Outros bem-sucedidos nessa linha vêm das grifes italianas Prada e Bvlgari, que conseguiram replicar o conceito de exclusividade em cafés e hotéis temáticos.
Hersheypark, parque de diversões da Hershey’s na Pensilvânia (EUA): parque temático da empresa americana recebe mais de 1 milhão de visitantes todos os anos (Arlutz73/Getty Images)
O maior desafio será, claro, fazer o projeto do parque virar um grande negócio. Pelo mundo, já existem exemplos de equipamentos turísticos ligados ao chocolate que dão certo há mais de 100 anos.
O principal deles é o Hersheypark, parque temático da empresa de chocolates Hershey’s, nos Estados Unidos. Criado em 1906 como um parque de lazer para funcionários da indústria de chocolate, virou uma atração turística que recebe mais de 1,5 milhão de visitantes todos os anos.
No Brasil, a história do setor de parques é marcada por tropeços e por poucos casos de sucesso duradouro. Numa ponta, está o catarinense Beto Carrero World, o maior do gênero, com 2 milhões de visitantes anuais e operante desde 1991.
Na outra, estão negócios que ficaram na memória de muitos clientes, mas fecharam por crises de segurança, governança ou falta de investimento, como o Terra Encantada, no Rio de Janeiro, e o tradicional Playcenter, na zona norte de São Paulo, desativado em 2012.
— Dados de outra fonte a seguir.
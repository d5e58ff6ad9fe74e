use anyhow::Result;
use chrono::Local;
use contracts::usecases::u501_import_productos::TriggerReason;
use cron::Schedule;
use std::str::FromStr;
use tracing::{debug, info, warn};

use super::coalescer::TriggerCoalescer;

const WEEKDAYS: [&str; 7] = ["Sun", "Mon", "Tue", "Wed", "Thu", "Fri", "Sat"];

/// Фоновый воркер обновления каталога по расписанию.
pub struct ScheduledTaskWorker {
    coalescer: TriggerCoalescer,
    schedule: Schedule,
    expression: String,
}

impl ScheduledTaskWorker {
    pub fn new(coalescer: TriggerCoalescer, expression: &str) -> Result<Self> {
        let schedule = parse_schedule(expression)?;
        Ok(Self {
            coalescer,
            schedule,
            expression: expression.to_string(),
        })
    }

    /// Один запуск сразу, затем по расписанию (локальное время).
    pub async fn run_loop(&self) {
        info!(
            "Catalog refresh scheduler started with expression \"{}\"",
            self.expression
        );
        self.coalescer.trigger(TriggerReason::Startup);

        loop {
            let Some(next) = self.schedule.upcoming(Local).next() else {
                warn!("Cron expression \"{}\" has no upcoming runs", self.expression);
                return;
            };
            debug!("Next scheduled catalog refresh at {}", next);

            let wait = (next - Local::now()).to_std().unwrap_or_default();
            tokio::time::sleep(wait).await;
            self.coalescer.trigger(TriggerReason::Cron);
        }
    }
}

/// Разбирает cron-выражение в формате crontab (5 полей, день недели 0-7, 0 и 7 = воскресенье).
/// Выражения из 6-7 полей (с секундами) передаются в `cron` без изменений.
pub fn parse_schedule(expression: &str) -> Result<Schedule> {
    let normalized = normalize_expression(expression);
    Schedule::from_str(&normalized)
        .map_err(|e| anyhow::anyhow!("Invalid cron expression \"{}\": {}", expression, e))
}

fn normalize_expression(expression: &str) -> String {
    let fields: Vec<&str> = expression.split_whitespace().collect();
    if fields.len() != 5 {
        return fields.join(" ");
    }
    format!(
        "0 {} {} {} {} {}",
        fields[0],
        fields[1],
        fields[2],
        fields[3],
        weekday_names(fields[4])
    )
}

/// В crontab воскресенье = 0 (или 7), в `cron` дни недели нумеруются с 1.
/// Числа заменяются именами, шаг после '/' не трогается.
fn weekday_names(field: &str) -> String {
    field
        .split(',')
        .map(|part| {
            let (base, step) = match part.split_once('/') {
                Some((base, step)) => (base, Some(step)),
                None => (part, None),
            };
            let base = base
                .split('-')
                .map(|token| match token.parse::<usize>() {
                    Ok(n) if n <= 7 => WEEKDAYS[n % 7].to_string(),
                    _ => token.to_string(),
                })
                .collect::<Vec<_>>()
                .join("-");
            match step {
                Some(step) => format!("{}/{}", base, step),
                None => base,
            }
        })
        .collect::<Vec<_>>()
        .join(",")
}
A marca continuou com operações dentro de shoppings, os Playlands, e foi adquirida pela Cacau Show em 2024, como uma estratégia de trazer know-how para a rede de chocolates.
Alê Costa, da Cacau Show, e Marcelo Gutglas, fundador do Grupo Playcenter (Cacau Show/Reprodução)
Entre uma ponta e outra, há casos como o Hopi Hari, do interior de São Paulo, em recuperação judicial com dívidas de 350 milhões de reais, mas numa toada de recuperação de faturamento: de 2018 para 2023, por exemplo, as receitas saltaram de 70 milhões para 162 milhões de reais.
O principal desafio é manter o interesse dos consumidores no longo prazo. “É um setor que tem necessidade de reinvestimento muito grande”, diz Vanessa Costa, da Adibra. “Você precisa sempre ter novidades para manter a atratividade.”
A precificação do ingresso também é uma questão num mercado consumidor sufocado por juros altos e com 75 milhões de endividados. Um único dia no Magic Kingdom, o parque mais visitado da Disney, pode custar 1.200 reais — valor impraticável no Brasil.
A expectativa de Alê é que consiga o retorno do investimento em 12 a 15 anos, com um público médio de 3 milhões de visitantes anuais.
No futuro, o empresário estuda até o lançamento de filmes e séries, como a Disney faz há décadas. “São poucas marcas no mundo que conseguem montar uma fórmula que envolve marca, produto, storytelling e experiência”, diz o consultor de varejo Eduardo Terra.